Aggregate results from a batch processing operation.

This dataclass stores summary statistics and individual file results from processing multiple files in batch mode.

total_files

Total number of files attempted in the batch

successful

Number of files processed successfully

failed

Number of files that failed to process

results

List of individual FileProcessingResult objects

total_time

Total time taken for entire batch operation in seconds

output_directory

Directory where all outputs were saved

Example

>>> result = BatchResult(
...     total_files=5,
...     successful=4,
...     failed=1,
...     results=[...],
...     total_time=12.34,
...     output_directory=Path("_working/output")
... )
>>> print(f"Success rate: {result.successful/result.total_files*100:.1f}%")
Success rate: 80.0%
failed: int
format_summary()[source]

Format batch processing summary as a human-readable string.

Creates a detailed summary report showing overall statistics, successful extractions with details, and failed files with error messages.

Return type:

str

Returns:

Multi-line formatted string with batch statistics and results

Example

>>> summary = batch_result.format_summary()
>>> print(summary)
======================================================================
BATCH PROCESSING SUMMARY
======================================================================
Total Files:        5
Successful:         4 (80.0%)
...
output_directory: Path
results: list[FileProcessingResult]
successful: int
total_files: int
total_time: float
class build_tools.nltk_syllable_extractor.ExtractionResult(syllables, language_code, min_syllable_length, max_syllable_length, input_path, timestamp=<factory>, only_hyphenated=True, length_distribution=<factory>, sample_syllables=<factory>, total_words=0, fallback_count=0, rejected_syllables=0, processed_words=0)[source]

Bases: object

Container for syllable extraction results and associated metadata.

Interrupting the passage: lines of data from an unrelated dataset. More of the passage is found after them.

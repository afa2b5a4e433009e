//! Observability subsystem.
//!
//! # Data Flow
//! ```text
//! http::handler, proxy::backend, routing::router produce:
//!     → logging.rs (structured log events, request_id field)
//!     → metrics.rs (counters, histograms)
//!
//! Consumers:
//!     → stdout (tracing-subscriber fmt layer)
//!     → Metrics endpoint (Prometheus scrape)
//! ```
//!
//! # Design Decisions
//! - Request ID flows through all subsystems
//! - Metrics are cheap (atomic increments)

pub mod logging;
pub mod metrics;
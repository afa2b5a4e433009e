//! Inbound request transformation.
//!
//! # Responsibilities
//! - Feed public path parameters into the host placeholder table
//! - Select the headers and query keys an endpoint forwards
//! - Add forwarding headers (client IP, host, gateway user agent)
//! - Hand the body over untouched, or drop it when empty
//!
//! # Design Decisions
//! - Allow-lists are exact; `*` forwards everything
//! - Wildcard header forwarding never copies Host or framing headers
//! - An allow-listed query key is forwarded even when its value is empty

use std::collections::BTreeMap;
use std::net::SocketAddr;

use axum::body::{Body, HttpBody};
use axum::http::header::{self, HeaderName, HeaderValue};
use axum::http::request::Parts;
use axum::http::HeaderMap;

use crate::proxy::ProxyRequest;
use crate::template::Replacer;

pub const X_REQUEST_ID: &str = "x-request-id";
pub const X_FORWARDED_FOR: HeaderName = HeaderName::from_static("x-forwarded-for");
pub const X_FORWARDED_HOST: HeaderName = HeaderName::from_static("x-forwarded-host");
pub const X_FORWARDED_VIA: HeaderName = HeaderName::from_static("x-forwarded-via");
const X_REAL_IP: HeaderName = HeaderName::from_static("x-real-ip");

/// Headers forwarded when an endpoint lists none.
pub const DEFAULT_HEADERS_TO_PASS: [&str; 1] = ["Content-Type"];

/// Sent upstream as `User-Agent`, or as `X-Forwarded-Via` if the client set one.
pub const USER_AGENT_VALUE: &str =
    concat!(env!("CARGO_PKG_NAME"), " Version ", env!("CARGO_PKG_VERSION"));

const WILDCARD: &str = "*";

/// Never copied by wildcard forwarding.
const SKIPPED_HEADERS: [HeaderName; 6] = [
    header::HOST,
    header::CONNECTION,
    header::CONTENT_LENGTH,
    header::TRANSFER_ENCODING,
    header::UPGRADE,
    HeaderName::from_static("keep-alive"),
];

/// Build the per-request `ProxyRequest` and complete the replacer.
pub fn build_proxy_request(
    parts: &Parts,
    body: Body,
    remote: Option<SocketAddr>,
    query_string: &[String],
    headers_to_pass: &[String],
    params: &[(String, String)],
    replacer: &mut Replacer,
) -> ProxyRequest {
    for (name, value) in params {
        replacer.set(name.clone(), value.clone());
    }

    let mut headers = select_headers(&parts.headers, headers_to_pass);
    add_forwarding_headers(&mut headers, parts, remote);

    ProxyRequest {
        method: parts.method.clone(),
        path: parts.uri.path().to_string(),
        params: params.iter().cloned().collect(),
        headers,
        query: select_query(parts.uri.query(), query_string),
        body: (!body.is_end_stream()).then_some(body),
    }
}

fn select_headers(inbound: &HeaderMap, allow: &[String]) -> HeaderMap {
    let mut headers = HeaderMap::new();

    if allow.iter().any(|name| name == WILDCARD) {
        for (name, value) in inbound {
            if !SKIPPED_HEADERS.contains(name) {
                headers.append(name.clone(), value.clone());
            }
        }
        return headers;
    }

    let names: Vec<&str> = if allow.is_empty() {
        DEFAULT_HEADERS_TO_PASS.to_vec()
    } else {
        allow.iter().map(String::as_str).collect()
    };
    for name in names {
        let Ok(name) = HeaderName::from_bytes(name.as_bytes()) else {
            tracing::debug!(header = %name, "Skipping invalid header name");
            continue;
        };
        for value in inbound.get_all(&name) {
            headers.append(name.clone(), value.clone());
        }
    }
    headers
}

fn add_forwarding_headers(headers: &mut HeaderMap, parts: &Parts, remote: Option<SocketAddr>) {
    let client = client_ip(&parts.headers, remote).unwrap_or_default();
    if let Ok(value) = HeaderValue::from_str(&client) {
        headers.insert(X_FORWARDED_FOR, value);
    }

    let host = parts
        .headers
        .get(header::HOST)
        .cloned()
        .or_else(|| {
            parts
                .uri
                .authority()
                .and_then(|a| HeaderValue::from_str(a.as_str()).ok())
        })
        .unwrap_or_else(|| HeaderValue::from_static(""));
    headers.insert(X_FORWARDED_HOST, host);

    let agent = HeaderValue::from_static(USER_AGENT_VALUE);
    if headers.contains_key(header::USER_AGENT) {
        headers.insert(X_FORWARDED_VIA, agent);
    } else {
        headers.insert(header::USER_AGENT, agent);
    }
}

/// First hop of `X-Forwarded-For`, then `X-Real-Ip`, then the peer address.
fn client_ip(headers: &HeaderMap, remote: Option<SocketAddr>) -> Option<String> {
    let forwarded = headers
        .get(X_FORWARDED_FOR)
        .and_then(|v| v.to_str().ok())
        .and_then(|v| v.split(',').next())
        .map(str::trim)
        .filter(|ip| !ip.is_empty());
    if let Some(ip) = forwarded {
        return Some(ip.to_string());
    }

    let real = headers
        .get(X_REAL_IP)
        .and_then(|v| v.to_str().ok())
        .map(str::trim)
        .filter(|ip| !ip.is_empty());
    if let Some(ip) = real {
        return Some(ip.to_string());
    }

    remote.map(|addr| addr.ip().to_string())
}

/// Keep the allow-listed keys present in the query, empty values included.
fn select_query(query: Option<&str>, allow: &[String]) -> BTreeMap<String, Vec<String>> {
    let mut values: BTreeMap<String, Vec<String>> = BTreeMap::new();
    for (key, value) in url::form_urlencoded::parse(query.unwrap_or_default().as_bytes()) {
        values
            .entry(key.into_owned())
            .or_default()
            .push(value.into_owned());
    }

    if allow.iter().any(|key| key == WILDCARD) {
        return values;
    }
    allow
        .iter()
        .filter_map(|key| {
            values
                .get(key)
                .filter(|v| !v.is_empty())
                .map(|v| (key.clone(), v.clone()))
        })
        .collect()
}
//! Call plans: how the backends of one endpoint are combined.
//!
//! # Responsibilities
//! - Run backends in parallel, or in order when later ones read earlier responses
//! - Merge shaped backend data into one response
//! - Report completeness: partial data survives individual backend failures
//!
//! # Design Decisions
//! - Only the last backend receives the inbound body
//! - `concurrent_calls > 1` races identical bodiless calls, first success wins
//! - A sequence stops at its first failure

use std::sync::Arc;

use async_trait::async_trait;
use axum::body::Body;
use futures_util::future::{join_all, select_ok};
use hyper_util::client::legacy::{connect::HttpConnector, Client};
use hyper_util::rt::TokioExecutor;
use serde_json::{Map, Value};

use super::backend::{BackendCaller, HttpClient};
use super::error::ProxyError;
use super::request::{ProxyRequest, RequestParts};
use super::response::ProxyResponse;
use super::shaping::merge;
use super::{Proxy, ProxyFactory};
use crate::resilience::RequestContext;
use crate::routing::EndpointSpec;

/// Backends of one endpoint and the strategy used to call them.
pub struct CallPlan {
    endpoint: String,
    backends: Vec<BackendCaller>,
    sequential: bool,
    concurrent_calls: usize,
}

impl CallPlan {
    pub fn new(spec: &EndpointSpec, client: HttpClient) -> Self {
        Self {
            endpoint: spec.path.clone(),
            backends: spec
                .backends
                .iter()
                .map(|b| BackendCaller::new(b, client.clone()))
                .collect(),
            sequential: spec.sequential,
            concurrent_calls: spec.concurrent_calls.max(1),
        }
    }

    pub fn is_sequential(&self) -> bool {
        self.sequential
    }

    /// Call one backend, racing `concurrent_calls` copies when there is no body.
    async fn call_backend(
        &self,
        backend: &BackendCaller,
        ctx: &RequestContext,
        request: &RequestParts,
        body: Option<Body>,
        responses: &[Map<String, Value>],
    ) -> Result<ProxyResponse, ProxyError> {
        if body.is_some() || self.concurrent_calls == 1 {
            return backend.call(ctx, request, body, responses).await;
        }
        let calls = (0..self.concurrent_calls)
            .map(|_| Box::pin(backend.call(ctx, request, None, responses)));
        select_ok(calls).await.map(|(response, _)| response)
    }

    async fn call_parallel(
        &self,
        ctx: &RequestContext,
        request: ProxyRequest,
    ) -> Result<ProxyResponse, ProxyError> {
        let last = self.backends.len() - 1;
        let (parts, mut body) = request.into_parts();
        let request = &parts;

        let calls = self.backends.iter().enumerate().map(|(index, backend)| {
            let body = if index == last { body.take() } else { None };
            self.call_backend(backend, ctx, request, body, &[])
        });
        let results = join_all(calls).await;

        let mut data = Map::new();
        let mut is_complete = true;
        let mut first_error = None;
        let mut succeeded = 0;
        let mut passthrough = None;

        for (backend, result) in self.backends.iter().zip(results) {
            match result {
                Ok(response) => {
                    succeeded += 1;
                    if response.io.is_some() {
                        passthrough = Some(response);
                        continue;
                    }
                    is_complete &= response.is_complete;
                    merge(&mut data, response.data);
                }
                Err(e) => {
                    tracing::warn!(
                        request_id = %ctx.request_id(),
                        endpoint = %self.endpoint,
                        backend = %backend.name(),
                        error = %e,
                        "Backend call failed"
                    );
                    is_complete = false;
                    first_error.get_or_insert(e);
                }
            }
        }

        if let Some(response) = passthrough {
            return Ok(response);
        }
        match first_error {
            Some(e) if succeeded == 0 => Err(e),
            _ => Ok(ProxyResponse {
                data,
                is_complete,
                ..ProxyResponse::default()
            }),
        }
    }

    async fn call_sequential(
        &self,
        ctx: &RequestContext,
        request: ProxyRequest,
    ) -> Result<ProxyResponse, ProxyError> {
        let last = self.backends.len() - 1;
        let (request, mut body) = request.into_parts();
        let mut responses: Vec<Map<String, Value>> = Vec::with_capacity(self.backends.len());
        let mut data = Map::new();

        for (index, backend) in self.backends.iter().enumerate() {
            let body = if index == last { body.take() } else { None };
            match self.call_backend(backend, ctx, &request, body, &responses).await {
                Ok(response) => {
                    if response.io.is_some() {
                        return Ok(response);
                    }
                    merge(&mut data, response.data.clone());
                    responses.push(response.data);
                }
                Err(e) => {
                    tracing::warn!(
                        request_id = %ctx.request_id(),
                        endpoint = %self.endpoint,
                        backend = %backend.name(),
                        position = index,
                        error = %e,
                        "Sequence stopped"
                    );
                    if responses.is_empty() {
                        return Err(e);
                    }
                    return Ok(ProxyResponse::partial(data));
                }
            }
        }

        Ok(ProxyResponse::complete(data))
    }
}

#[async_trait]
impl Proxy for CallPlan {
    async fn call(
        &self,
        ctx: &RequestContext,
        request: ProxyRequest,
    ) -> Result<ProxyResponse, ProxyError> {
        if self.backends.is_empty() {
            return Err(ProxyError::Internal);
        }
        if self.sequential {
            self.call_sequential(ctx, request).await
        } else {
            self.call_parallel(ctx, request).await
        }
    }
}

/// Builds HTTP call plans sharing one connection pool.
#[derive(Clone)]
pub struct HttpProxyFactory {
    client: HttpClient,
}

impl HttpProxyFactory {
    pub fn new() -> Self {
        let client = Client::builder(TokioExecutor::new()).build(HttpConnector::new());
        Self { client }
    }
}

impl Default for HttpProxyFactory {
    fn default() -> Self {
        Self::new()
    }
}

impl ProxyFactory for HttpProxyFactory {
    fn new_proxy(&self, spec: &EndpointSpec) -> Arc<dyn Proxy> {
        Arc::new(CallPlan::new(spec, self.client.clone()))
    }
}
//! Routing subsystem.
//!
//! # Data Flow
//! ```text
//! Route Compilation (at startup):
//!     EndpointConfig[]
//!     → endpoint.rs (validate, compile backend templates)
//!     → router.rs (group by path, check with matchit)
//!     → axum Router (one dispatcher per path)
//!
//! Incoming Request (method, path)
//!     → axum path match + RawPathParams
//!     → dispatcher picks the endpoint for the method
//!     → http::handler::EndpointHandler
//! ```
//!
//! # Design Decisions
//! - Endpoints compiled at startup, immutable at runtime
//! - Invalid endpoints are skipped and reported, never fatal
//! - Deterministic: same input always matches same endpoint

pub mod endpoint;
pub mod router;

pub use endpoint::{BackendEncoding, BackendSpec, CompileError, EndpointSpec};
pub use router::{build_router, Registration};
//! Configuration loading from disk.

use std::fs;
use std::path::Path;

use thiserror::Error;

use crate::config::schema::GatewayConfig;
use crate::config::validation::{validate_config, ValidationError};

/// Error type for configuration loading.
#[derive(Debug, Error)]
pub enum ConfigError {
    #[error("IO error: {0}")]
    Io(#[from] std::io::Error),

    #[error("Parse error: {0}")]
    Parse(#[from] toml::de::Error),

    #[error("Validation failed: {}", join(.0))]
    Validation(Vec<ValidationError>),
}

fn join(errors: &[ValidationError]) -> String {
    errors
        .iter()
        .map(ToString::to_string)
        .collect::<Vec<_>>()
        .join(", ")
}

/// Load and validate configuration from a TOML file.
pub fn load_config(path: &Path) -> Result<GatewayConfig, ConfigError> {
    let content = fs::read_to_string(path)?;
    parse_config(&content)
}

/// Parse and validate configuration from TOML text.
pub fn parse_config(content: &str) -> Result<GatewayConfig, ConfigError> {
    let config: GatewayConfig = toml::from_str(content)?;

    validate_config(&config).map_err(ConfigError::Validation)?;

    Ok(config)
}
//! Resilience subsystem.
//!
//! # Data Flow
//! ```text
//! Request to endpoint:
//!     → timeouts.rs (absolute deadline for the whole call plan)
//!     → every backend call runs under that deadline
//!     → orchestrator re-checks expiry after the plan returns
//! ```
//!
//! # Design Decisions
//! - Timeouts are non-negotiable; every external call has a deadline
//! - No retries at this layer; a failed call is classified, not repeated

pub mod timeouts;

pub use timeouts::RequestContext;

This dataclass stores both the extracted syllables and all relevant metadata about the extraction process for reporting and persistence.

syllables

List of all syllables extracted (includes duplicates)

language_code

Language code used (always “en_US” for NLTK extractor)

min_syllable_length

Minimum syllable length constraint

max_syllable_length

Maximum syllable length constraint

input_path

Path to the input text file

timestamp

When the extraction was performed

only_hyphenated

Whether whole words were excluded

length_distribution

Map of syllable length to count

sample_syllables

Representative sample of extracted syllables

total_words

Total words found in source text

fallback_count

Words not in CMUDict (used fallback heuristics)

rejected_syllables

Syllables rejected due to length constraints

processed_words

Words that were successfully processed

__post_init__()[source]

Calculate derived fields after initialization.

fallback_count: int = 0
format_metadata()[source]

Format extraction metadata as a human-readable string.

Return type:

str

Returns:

Multi-line string containing all extraction metadata formatted for display or file output.

input_path: Path
language_code: str
length_distribution: dict[int, int]
max_syllable_length: int
min_syllable_length: int
only_hyphenated: bool = True
processed_words: int = 0
rejected_syllables: int = 0
sample_syllables: list[str]
syllables: list[str]
timestamp: datetime
total_words: int = 0
class build_tools.nltk_syllable_extractor.FileProcessingResult(input_path, success, syllables_count, language_code, syllables_output_path=None, metadata_output_path=None, error_message=None, processing_time=0.0)[source]

Bases: object

Result of processing a single file in batch mode.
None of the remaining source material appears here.